//! Theme model
//!
//! A [`Theme`] is the resolved configuration unit; a [`PartialTheme`] is an
//! override layer that is always resolved against a base theme before use
//! (see [`crate::merge`]). All maps preserve insertion order so that CSS
//! projection is deterministic.

use indexmap::IndexMap;
use serde::{Deserialize, Serialize};

use crate::tokens::TypographyStyle;

/// Named scale of CSS strings (spacing, shape, elevation, raw tokens)
pub type TokenScale = IndexMap<String, String>;

/// Named typography styles
pub type TypeScale = IndexMap<String, TypographyStyle>;

/// Semantic color roles to shades
pub type ColorPalette = IndexMap<String, Shade>;

/// Per-component token overrides: component -> variant -> property -> value
pub type ComponentTokens = IndexMap<String, IndexMap<String, TokenScale>>;

/// A color value with an optional foreground-on-this-color value.
///
/// Plain color strings are normalized into a shade with no `on_base` when
/// they enter a palette, so every palette entry has the same shape.
#[derive(Clone, Debug, PartialEq, Eq, Hash, Serialize, Deserialize)]
#[serde(from = "ShadeRepr", into = "ShadeRepr")]
pub struct Shade {
    pub base: String,
    pub on_base: Option<String>,
}

impl Shade {
    pub fn new(base: impl Into<String>) -> Self {
        Self {
            base: base.into(),
            on_base: None,
        }
    }

    pub fn with_on(base: impl Into<String>, on_base: impl Into<String>) -> Self {
        Self {
            base: base.into(),
            on_base: Some(on_base.into()),
        }
    }
}

impl From<&str> for Shade {
    fn from(base: &str) -> Self {
        Self::new(base)
    }
}

impl From<String> for Shade {
    fn from(base: String) -> Self {
        Self::new(base)
    }
}

/// Wire form: either `"#fff"` or `{ base = "#fff", on-base = "#000" }`
#[derive(Serialize, Deserialize)]
#[serde(untagged)]
enum ShadeRepr {
    Flat(String),
    Record {
        base: String,
        #[serde(
            rename = "on-base",
            alias = "onBase",
            alias = "on_base",
            default,
            skip_serializing_if = "Option::is_none"
        )]
        on_base: Option<String>,
    },
}

impl From<ShadeRepr> for Shade {
    fn from(repr: ShadeRepr) -> Self {
        match repr {
            ShadeRepr::Flat(base) => Shade::new(base),
            ShadeRepr::Record { base, on_base } => Shade { base, on_base },
        }
    }
}

impl From<Shade> for ShadeRepr {
    fn from(shade: Shade) -> Self {
        match shade.on_base {
            None => ShadeRepr::Flat(shade.base),
            on_base => ShadeRepr::Record {
                base: shade.base,
                on_base,
            },
        }
    }
}

/// A complete, resolved theme
#[derive(Clone, Debug, Default, PartialEq, Serialize, Deserialize)]
pub struct Theme {
    #[serde(default, skip_serializing_if = "Option::is_none")]
    pub name: Option<String>,
    pub colors: ColorPalette,
    #[serde(default, skip_serializing_if = "Option::is_none")]
    pub spacing: Option<TokenScale>,
    #[serde(default, skip_serializing_if = "Option::is_none")]
    pub typography: Option<TypeScale>,
    #[serde(default, skip_serializing_if = "Option::is_none")]
    pub shape: Option<TokenScale>,
    #[serde(default, skip_serializing_if = "Option::is_none")]
    pub elevation: Option<TokenScale>,
    #[serde(default, skip_serializing_if = "IndexMap::is_empty")]
    pub components: ComponentTokens,
    #[serde(default, skip_serializing_if = "IndexMap::is_empty")]
    pub tokens: TokenScale,
}

impl Theme {
    /// A theme with only colors; every other category is absent
    pub fn from_colors<K, V>(colors: impl IntoIterator<Item = (K, V)>) -> Self
    where
        K: Into<String>,
        V: Into<Shade>,
    {
        Self {
            colors: colors
                .into_iter()
                .map(|(k, v)| (k.into(), v.into()))
                .collect(),
            ..Self::default()
        }
    }

    pub fn color(&self, key: &str) -> Option<&Shade> {
        self.colors.get(key)
    }

    pub fn with_name(mut self, name: impl Into<String>) -> Self {
        self.name = Some(name.into());
        self
    }
}

/// An override layer: every field optional
#[derive(Clone, Debug, Default, PartialEq, Serialize, Deserialize)]
#[serde(default)]
pub struct PartialTheme {
    #[serde(skip_serializing_if = "Option::is_none")]
    pub name: Option<String>,
    #[serde(skip_serializing_if = "Option::is_none")]
    pub colors: Option<ColorPalette>,
    #[serde(skip_serializing_if = "Option::is_none")]
    pub spacing: Option<TokenScale>,
    #[serde(skip_serializing_if = "Option::is_none")]
    pub typography: Option<TypeScale>,
    #[serde(skip_serializing_if = "Option::is_none")]
    pub shape: Option<TokenScale>,
    #[serde(skip_serializing_if = "Option::is_none")]
    pub elevation: Option<TokenScale>,
    #[serde(skip_serializing_if = "Option::is_none")]
    pub components: Option<ComponentTokens>,
    #[serde(skip_serializing_if = "Option::is_none")]
    pub tokens: Option<TokenScale>,
}

impl PartialTheme {
    pub fn new() -> Self {
        Self::default()
    }

    /// True when no field is set; merging an empty layer is the identity
    pub fn is_empty(&self) -> bool {
        *self == Self::default()
    }

    pub fn name(mut self, name: impl Into<String>) -> Self {
        self.name = Some(name.into());
        self
    }

    pub fn color(mut self, key: impl Into<String>, shade: impl Into<Shade>) -> Self {
        self.colors
            .get_or_insert_with(IndexMap::new)
            .insert(key.into(), shade.into());
        self
    }

    pub fn spacing(mut self, key: impl Into<String>, value: impl Into<String>) -> Self {
        self.spacing
            .get_or_insert_with(IndexMap::new)
            .insert(key.into(), value.into());
        self
    }

    pub fn typography(mut self, key: impl Into<String>, style: TypographyStyle) -> Self {
        self.typography
            .get_or_insert_with(IndexMap::new)
            .insert(key.into(), style);
        self
    }

    pub fn shape(mut self, key: impl Into<String>, value: impl Into<String>) -> Self {
        self.shape
            .get_or_insert_with(IndexMap::new)
            .insert(key.into(), value.into());
        self
    }

    pub fn elevation(mut self, key: impl Into<String>, value: impl Into<String>) -> Self {
        self.elevation
            .get_or_insert_with(IndexMap::new)
            .insert(key.into(), value.into());
        self
    }

    pub fn token(mut self, key: impl Into<String>, value: impl Into<String>) -> Self {
        self.tokens
            .get_or_insert_with(IndexMap::new)
            .insert(key.into(), value.into());
        self
    }

    pub fn component(
        mut self,
        component: impl Into<String>,
        variant: impl Into<String>,
        tokens: TokenScale,
    ) -> Self {
        self.components
            .get_or_insert_with(IndexMap::new)
            .entry(component.into())
            .or_default()
            .insert(variant.into(), tokens);
        self
    }
}

impl From<Theme> for PartialTheme {
    fn from(theme: Theme) -> Self {
        Self {
            name: theme.name,
            colors: Some(theme.colors),
            spacing: theme.spacing,
            typography: theme.typography,
            shape: theme.shape,
            elevation: theme.elevation,
            components: Some(theme.components),
            tokens: Some(theme.tokens),
        }
    }
}

#[cfg(test)]
mod tests {
    use super::*;

    #[test]
    fn shade_accepts_string_or_record() {
        let palette: ColorPalette = serde_json::from_str(
            r##"{"primary": {"base": "#111111", "on-base": "#ffffff"}, "accent": "#abcdef"}"##,
        )
        .unwrap();
        assert_eq!(palette["primary"], Shade::with_on("#111111", "#ffffff"));
        assert_eq!(palette["accent"], Shade::new("#abcdef"));
    }

    #[test]
    fn flat_shade_serializes_as_string() {
        let json = serde_json::to_string(&Shade::new("#123456")).unwrap();
        assert_eq!(json, r##""#123456""##);
    }

    #[test]
    fn partial_builder_marks_non_empty() {
        assert!(PartialTheme::new().is_empty());
        let partial = PartialTheme::new().color("primary", "#ff0000");
        assert!(!partial.is_empty());
        assert_eq!(
            partial.colors.as_ref().and_then(|c| c.get("primary")),
            Some(&Shade::new("#ff0000"))
        );
    }

    #[test]
    fn theme_requires_colors_when_deserialized() {
        let err = serde_json::from_str::<Theme>(r#"{"name": "x"}"#);
        assert!(err.is_err());
    }
}
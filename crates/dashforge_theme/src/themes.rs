//! Built-in light and dark themes derived from the Material 3 baseline palettes

use std::fmt::{Display, Formatter};
use std::str::FromStr;
use std::sync::OnceLock;

use indexmap::IndexMap;
use serde::{Deserialize, Serialize};

use crate::theme::{ColorPalette, ComponentTokens, Shade, Theme, TokenScale};
use crate::tokens::*;

static LIGHT: OnceLock<Theme> = OnceLock::new();
static DARK: OnceLock<Theme> = OnceLock::new();

/// The built-in light theme
pub fn light_theme() -> &'static Theme {
    LIGHT.get_or_init(|| material_theme("light", &ColorTokens::light()))
}

/// The built-in dark theme
pub fn dark_theme() -> &'static Theme {
    DARK.get_or_init(|| material_theme("dark", &ColorTokens::dark()))
}

/// Names of the built-in themes, as accepted in configuration
#[derive(Clone, Copy, Debug, PartialEq, Eq, Hash, Default, Serialize, Deserialize)]
#[serde(rename_all = "lowercase")]
pub enum ThemeName {
    #[default]
    Light,
    Dark,
}

impl ThemeName {
    pub fn id(self) -> &'static str {
        match self {
            Self::Light => "light",
            Self::Dark => "dark",
        }
    }

    pub fn theme(self) -> &'static Theme {
        match self {
            Self::Light => light_theme(),
            Self::Dark => dark_theme(),
        }
    }
}

impl Display for ThemeName {
    fn fmt(&self, f: &mut Formatter<'_>) -> std::fmt::Result {
        f.write_str(self.id())
    }
}

/// Error for a theme name that is neither `light` nor `dark`
#[derive(Debug, Clone, PartialEq, Eq, thiserror::Error)]
#[error("unknown theme name `{0}` (expected `light` or `dark`)")]
pub struct UnknownThemeName(pub String);

impl FromStr for ThemeName {
    type Err = UnknownThemeName;

    fn from_str(s: &str) -> Result<Self, Self::Err> {
        match s.trim().to_ascii_lowercase().as_str() {
            "light" => Ok(Self::Light),
            "dark" => Ok(Self::Dark),
            _ => Err(UnknownThemeName(s.to_string())),
        }
    }
}

fn material_theme(name: &str, colors: &ColorTokens) -> Theme {
    Theme {
        name: Some(name.to_string()),
        colors: palette(colors),
        spacing: Some(SpacingTokens::default().to_scale()),
        typography: Some(TypographyTokens.to_scale()),
        shape: Some(ShapeTokens::default().to_scale()),
        elevation: Some(ElevationTokens::default().to_scale()),
        components: default_components(),
        tokens: elevation_aliases(&ElevationTokens::default()),
    }
}

/// Brand roles carry their `on-` color as a shade record; the `on-` role is
/// also kept as its own entry so `.bg-on-primary` style utilities exist.
fn palette(colors: &ColorTokens) -> ColorPalette {
    ColorRole::ALL
        .iter()
        .map(|role| {
            let shade = match role.on_role() {
                Some(on) => Shade::with_on(colors.get(*role), colors.get(on)),
                None => Shade::new(colors.get(*role)),
            };
            (role.key().to_string(), shade)
        })
        .collect()
}

fn default_components() -> ComponentTokens {
    let mut button_default = TokenScale::new();
    button_default.insert("background".into(), "var(--df-color-primary)".into());
    button_default.insert("color".into(), "var(--df-color-on-primary)".into());

    let mut button = IndexMap::new();
    button.insert("default".to_string(), button_default);

    let mut components = ComponentTokens::new();
    components.insert("button".to_string(), button);
    components
}

/// `elevation-<n>` names for the shadow levels
fn elevation_aliases(elevation: &ElevationTokens) -> TokenScale {
    ElevationToken::ALL
        .iter()
        .map(|t| (format!("elevation-{}", t.level()), elevation.get(*t).to_string()))
        .collect()
}

#[cfg(test)]
mod tests {
    use super::*;

    #[test]
    fn parses_names_case_insensitively() {
        assert_eq!("Dark".parse::<ThemeName>(), Ok(ThemeName::Dark));
        assert_eq!(" light ".parse::<ThemeName>(), Ok(ThemeName::Light));
        assert!("solarized".parse::<ThemeName>().is_err());
    }

    #[test]
    fn names_serialize_lowercase() {
        assert_eq!(serde_json::to_string(&ThemeName::Dark).unwrap(), "\"dark\"");
        let name: ThemeName = serde_json::from_str("\"light\"").unwrap();
        assert_eq!(name, ThemeName::Light);
    }

    #[test]
    fn brand_roles_are_shade_records() {
        let primary = light_theme().color("primary").unwrap();
        assert_eq!(primary, &Shade::with_on("#6750a4", "#ffffff"));
        assert_eq!(light_theme().color("surface"), Some(&Shade::new("#fffbfe")));
    }

    #[test]
    fn built_ins_are_complete() {
        for theme in [light_theme(), dark_theme()] {
            assert_eq!(theme.colors.len(), ColorRole::ALL.len());
            assert!(theme.spacing.is_some());
            assert!(theme.typography.is_some());
            assert!(theme.shape.is_some());
            assert!(theme.elevation.is_some());
            assert_eq!(theme.tokens.get("elevation-0").map(String::as_str), Some("none"));
        }
    }
}
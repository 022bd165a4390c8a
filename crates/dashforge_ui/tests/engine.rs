//! Theme application against an in-memory document

use std::sync::Arc;

use dashforge_theme::{light_theme, Theme, UTILITY_MARKER};
use dashforge_ui::{ApplyOptions, Document, MemoryDocument, NoDocument, ThemeEngine, UtilityOptions};

fn engine() -> ThemeEngine<Arc<MemoryDocument>> {
    ThemeEngine::new(Arc::new(MemoryDocument::new()))
}

#[test]
fn apply_theme_writes_root_custom_properties() {
    let engine = engine();
    let theme = Theme::from_colors([("primary", "#test123")]);

    engine.apply_theme(&theme, ApplyOptions::default()).unwrap();

    assert_eq!(
        engine.document().root_property("--df-color-primary").as_deref(),
        Some("#test123")
    );
}

#[test]
fn apply_theme_writes_every_projected_variable() {
    let engine = engine();
    engine
        .apply_theme(light_theme(), ApplyOptions::default())
        .unwrap();

    let vars = dashforge_theme::generate_css_vars(light_theme());
    let written = engine.document().root_style();
    assert_eq!(written.len(), vars.len());
    for (name, value) in &vars {
        assert_eq!(written.get(name), Some(value), "{name}");
    }
}

#[test]
fn utilities_are_opt_in() {
    let engine = engine();
    let theme = light_theme();

    engine.apply_theme(theme, ApplyOptions::default()).unwrap();
    assert!(engine.document().style_elements(UTILITY_MARKER).is_empty());
    assert!(engine.utility_node().is_none());

    engine
        .apply_theme(theme, ApplyOptions { generate_utilities: true })
        .unwrap();
    let sheets = engine.document().style_elements(UTILITY_MARKER);
    assert_eq!(sheets.len(), 1);
    for key in theme.colors.keys() {
        for class in ["bg", "text", "border"] {
            let selector = format!(".{class}-{key}{{");
            assert!(sheets[0].text.contains(&selector), "missing {selector}");
        }
    }
}

#[test]
fn regeneration_replaces_the_stylesheet() {
    let engine = engine();
    let first = Theme::from_colors([("color1", "#111111")]);
    let second = Theme::from_colors([("color2", "#222222")]);

    engine
        .generate_utility_classes(&first, UtilityOptions::default())
        .unwrap();
    let old_node = engine.utility_node().unwrap();
    engine
        .generate_utility_classes(&second, UtilityOptions { replace: true })
        .unwrap();

    let sheets = engine.document().style_elements(UTILITY_MARKER);
    assert_eq!(sheets.len(), 1);
    assert_ne!(sheets[0].id, old_node);
    assert!(sheets[0].text.contains(".bg-color2"));
    assert!(!sheets[0].text.contains("color1"));
}

#[test]
fn detached_stylesheet_is_recreated() {
    let engine = engine();
    let theme = Theme::from_colors([("primary", "#00af67")]);

    engine
        .generate_utility_classes(&theme, UtilityOptions::default())
        .unwrap();
    let node = engine.utility_node().unwrap();
    assert!(engine.document().detach(node));

    engine
        .generate_utility_classes(&theme, UtilityOptions::default())
        .unwrap();

    let sheets = engine.document().style_elements(UTILITY_MARKER);
    assert_eq!(sheets.len(), 1);
    assert_ne!(sheets[0].id, node);
    assert_eq!(engine.utility_node(), Some(sheets[0].id));
}

#[test]
fn engines_sharing_a_document_keep_their_own_stylesheets() {
    let document = Arc::new(MemoryDocument::new());
    let left = ThemeEngine::new(document.clone());
    let right = ThemeEngine::new(document.clone());

    left.generate_utility_classes(
        &Theme::from_colors([("left", "#111111")]),
        UtilityOptions { replace: true },
    )
    .unwrap();
    right
        .generate_utility_classes(
            &Theme::from_colors([("right", "#222222")]),
            UtilityOptions { replace: true },
        )
        .unwrap();

    let sheets = document.style_elements(UTILITY_MARKER);
    assert_eq!(sheets.len(), 2);
    assert_ne!(left.utility_node(), right.utility_node());
}

#[test]
fn headless_document_is_left_alone() {
    let engine = ThemeEngine::new(NoDocument);
    assert!(engine
        .generate_utility_classes(light_theme(), UtilityOptions { replace: true })
        .is_ok());
    assert!(engine
        .apply_theme(light_theme(), ApplyOptions { generate_utilities: true })
        .is_ok());
}
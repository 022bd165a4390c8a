//! Dashboard UI plugin and theme accessors
//!
//! [`create_dashboard_ui`] resolves the initial theme, applies it once and
//! returns a [`DashboardUi`] plugin. Installing the plugin publishes one
//! shared [`DashboardUiContext`] per application; [`use_theme`] and
//! [`use_dashboard_ui`] retrieve it. Every [`UseTheme::set_theme`] call
//! replaces the shared theme and notifies subscribers, last call wins.

use std::sync::atomic::{AtomicU64, Ordering};
use std::sync::{Arc, Mutex, RwLock, Weak};

use dashforge_theme::{light_theme, merge_themes, PartialTheme, Theme, ThemeName};
use rustc_hash::FxHashMap;
use serde::Deserialize;
use tracing::debug;

use crate::context::{AppContext, InjectionKey, Plugin};
use crate::engine::{ApplyOptions, ThemeApplier};
use crate::error::{DomError, UiError};

/// Key the plugin publishes its state under
pub const DASHBOARD_UI_KEY: InjectionKey<DashboardUiContext> = InjectionKey::new("DashboardUI");

/// Name of the global convenience alias
pub const GLOBAL_ALIAS: &str = "$dashboardUI";

/// Initial theme choice: a built-in name or a layer merged onto the light theme
#[derive(Clone, Debug, PartialEq, Deserialize)]
#[serde(untagged)]
pub enum ThemeSelection {
    Named(ThemeName),
    Custom(PartialTheme),
}

impl ThemeSelection {
    pub fn resolve(&self) -> Theme {
        match self {
            ThemeSelection::Named(name) => name.theme().clone(),
            ThemeSelection::Custom(partial) => merge_themes(light_theme(), partial),
        }
    }
}

#[derive(Clone, Debug, Default, PartialEq, Deserialize)]
#[serde(default)]
pub struct DashboardUiOptions {
    pub theme: Option<ThemeSelection>,
    /// Generate `.bg-*`/`.text-*`/`.border-*` classes for the theme colors
    #[serde(alias = "generateUtilities")]
    pub generate_utilities: bool,
}

/// Value published to the application
#[derive(Clone, Debug, PartialEq)]
pub struct DashboardUiState {
    pub theme: Theme,
    pub generate_utilities: bool,
}

/// Handle returned by [`use_dashboard_ui`]
pub type DashboardUiHandle = Arc<DashboardUiContext>;

type Listener = Arc<dyn Fn(&Theme) + Send + Sync>;

/// Shared, observable theme state for one application
pub struct DashboardUiContext {
    state: RwLock<DashboardUiState>,
    engine: Arc<dyn ThemeApplier>,
    listeners: Mutex<FxHashMap<u64, Listener>>,
    next_listener: AtomicU64,
}

impl DashboardUiContext {
    fn new(state: DashboardUiState, engine: Arc<dyn ThemeApplier>) -> Self {
        Self {
            state: RwLock::new(state),
            engine,
            listeners: Mutex::new(FxHashMap::default()),
            next_listener: AtomicU64::new(0),
        }
    }

    pub fn state(&self) -> DashboardUiState {
        self.state.read().unwrap().clone()
    }

    pub fn theme(&self) -> Theme {
        self.state.read().unwrap().theme.clone()
    }

    pub fn generate_utilities(&self) -> bool {
        self.state.read().unwrap().generate_utilities
    }

    /// Takes effect on the next applied theme
    pub fn set_generate_utilities(&self, enabled: bool) {
        self.state.write().unwrap().generate_utilities = enabled;
    }

    /// Call `listener` with the new theme after every change.
    ///
    /// Dropping the returned [`Subscription`] unsubscribes.
    pub fn subscribe<F>(self: &Arc<Self>, listener: F) -> Subscription
    where
        F: Fn(&Theme) + Send + Sync + 'static,
    {
        let id = self.next_listener.fetch_add(1, Ordering::Relaxed);
        self.listeners
            .lock()
            .unwrap()
            .insert(id, Arc::new(listener));
        Subscription {
            context: Arc::downgrade(self),
            id,
        }
    }

    /// Apply `theme` to the document, then publish it.
    ///
    /// Listeners run after the state lock is released, so they may call back
    /// into this context.
    fn replace_theme(&self, theme: Theme) -> Result<(), DomError> {
        let generate_utilities = self.generate_utilities();
        self.engine
            .apply(&theme, ApplyOptions { generate_utilities })?;

        {
            let mut state = self.state.write().unwrap();
            debug!(
                "DashboardUiContext - theme {} -> {}",
                state.theme.name.as_deref().unwrap_or("<unnamed>"),
                theme.name.as_deref().unwrap_or("<unnamed>")
            );
            state.theme = theme.clone();
        }

        let listeners: Vec<Listener> = {
            let mut entries: Vec<(u64, Listener)> = self
                .listeners
                .lock()
                .unwrap()
                .iter()
                .map(|(id, listener)| (*id, listener.clone()))
                .collect();
            entries.sort_unstable_by_key(|(id, _)| *id);
            entries.into_iter().map(|(_, listener)| listener).collect()
        };
        for listener in listeners {
            listener(&theme);
        }
        Ok(())
    }
}

/// Keeps a listener registered until dropped
pub struct Subscription {
    context: Weak<DashboardUiContext>,
    id: u64,
}

impl Drop for Subscription {
    fn drop(&mut self) {
        if let Some(context) = self.context.upgrade() {
            context.listeners.lock().unwrap().remove(&self.id);
        }
    }
}

/// Installable plugin returned by [`create_dashboard_ui`]
pub struct DashboardUi {
    context: DashboardUiHandle,
}

impl DashboardUi {
    pub fn context(&self) -> &DashboardUiHandle {
        &self.context
    }
}

impl Plugin for DashboardUi {
    fn install(&self, app: &mut AppContext) {
        app.provide(&DASHBOARD_UI_KEY, self.context.clone());
        app.set_global(GLOBAL_ALIAS, self.context.clone());
    }
}

/// Resolve the initial theme, apply it through `engine`, and build the plugin
pub fn create_dashboard_ui(
    options: DashboardUiOptions,
    engine: Arc<dyn ThemeApplier>,
) -> Result<DashboardUi, DomError> {
    let theme = match &options.theme {
        Some(selection) => selection.resolve(),
        None => light_theme().clone(),
    };
    let state = DashboardUiState {
        theme,
        generate_utilities: options.generate_utilities,
    };

    engine.apply(
        &state.theme,
        ApplyOptions {
            generate_utilities: state.generate_utilities,
        },
    )?;

    Ok(DashboardUi {
        context: Arc::new(DashboardUiContext::new(state, engine)),
    })
}

/// The installed plugin state; fails if the plugin was never installed
pub fn use_dashboard_ui(app: &AppContext) -> Result<DashboardUiHandle, UiError> {
    app.inject(&DASHBOARD_UI_KEY).ok_or(UiError::NotInstalled)
}

/// Theme to switch to
#[derive(Clone, Debug, PartialEq)]
pub enum ThemeInput {
    Named(ThemeName),
    Full(Theme),
    Partial(PartialTheme),
}

impl ThemeInput {
    /// Built-in names map to the built-in themes; anything else is merged
    /// onto the light theme, exactly like the plugin's initial selection.
    pub fn resolve(self) -> Theme {
        match self {
            ThemeInput::Named(name) => name.theme().clone(),
            ThemeInput::Full(theme) => merge_themes(light_theme(), &theme.into()),
            ThemeInput::Partial(partial) => merge_themes(light_theme(), &partial),
        }
    }
}

impl From<ThemeName> for ThemeInput {
    fn from(name: ThemeName) -> Self {
        ThemeInput::Named(name)
    }
}

impl From<Theme> for ThemeInput {
    fn from(theme: Theme) -> Self {
        ThemeInput::Full(theme)
    }
}

impl From<PartialTheme> for ThemeInput {
    fn from(partial: PartialTheme) -> Self {
        ThemeInput::Partial(partial)
    }
}

/// Theme accessor for components
pub struct UseTheme {
    context: Option<DashboardUiHandle>,
    fallback: Option<Arc<dyn ThemeApplier>>,
}

/// Look up the theme state; works without an installed plugin
pub fn use_theme(app: &AppContext) -> UseTheme {
    UseTheme {
        context: app.inject(&DASHBOARD_UI_KEY),
        fallback: None,
    }
}

impl UseTheme {
    /// Engine used by [`UseTheme::set_theme`] when no plugin is installed.
    ///
    /// Without one, a context-less `set_theme` only resolves the theme, the
    /// same as applying in a headless context.
    pub fn with_fallback_engine(mut self, engine: Arc<dyn ThemeApplier>) -> Self {
        self.fallback = Some(engine);
        self
    }

    /// The current theme, or `None` without an installed plugin
    pub fn current(&self) -> Option<Theme> {
        self.context.as_ref().map(|context| context.theme())
    }

    pub fn context(&self) -> Option<&DashboardUiHandle> {
        self.context.as_ref()
    }

    /// Resolve, apply and publish a new theme; returns the resolved theme
    pub fn set_theme(&self, input: impl Into<ThemeInput>) -> Result<Theme, UiError> {
        let resolved = input.into().resolve();
        match (&self.context, &self.fallback) {
            (Some(context), _) => context.replace_theme(resolved.clone())?,
            (None, Some(engine)) => engine.apply(&resolved, ApplyOptions::default())?,
            (None, None) => {
                debug!("use_theme: no plugin installed and no fallback engine, theme not applied")
            }
        }
        Ok(resolved)
    }
}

§ **Your assignment**: Every line above with the string "InjectionKey" in it should be copied into the answer.

§ **Result of the exercise**:
use crate::context::{AppContext, InjectionKey, Plugin};
pub const DASHBOARD_UI_KEY: InjectionKey<DashboardUiContext> = InjectionKey::new("DashboardUI");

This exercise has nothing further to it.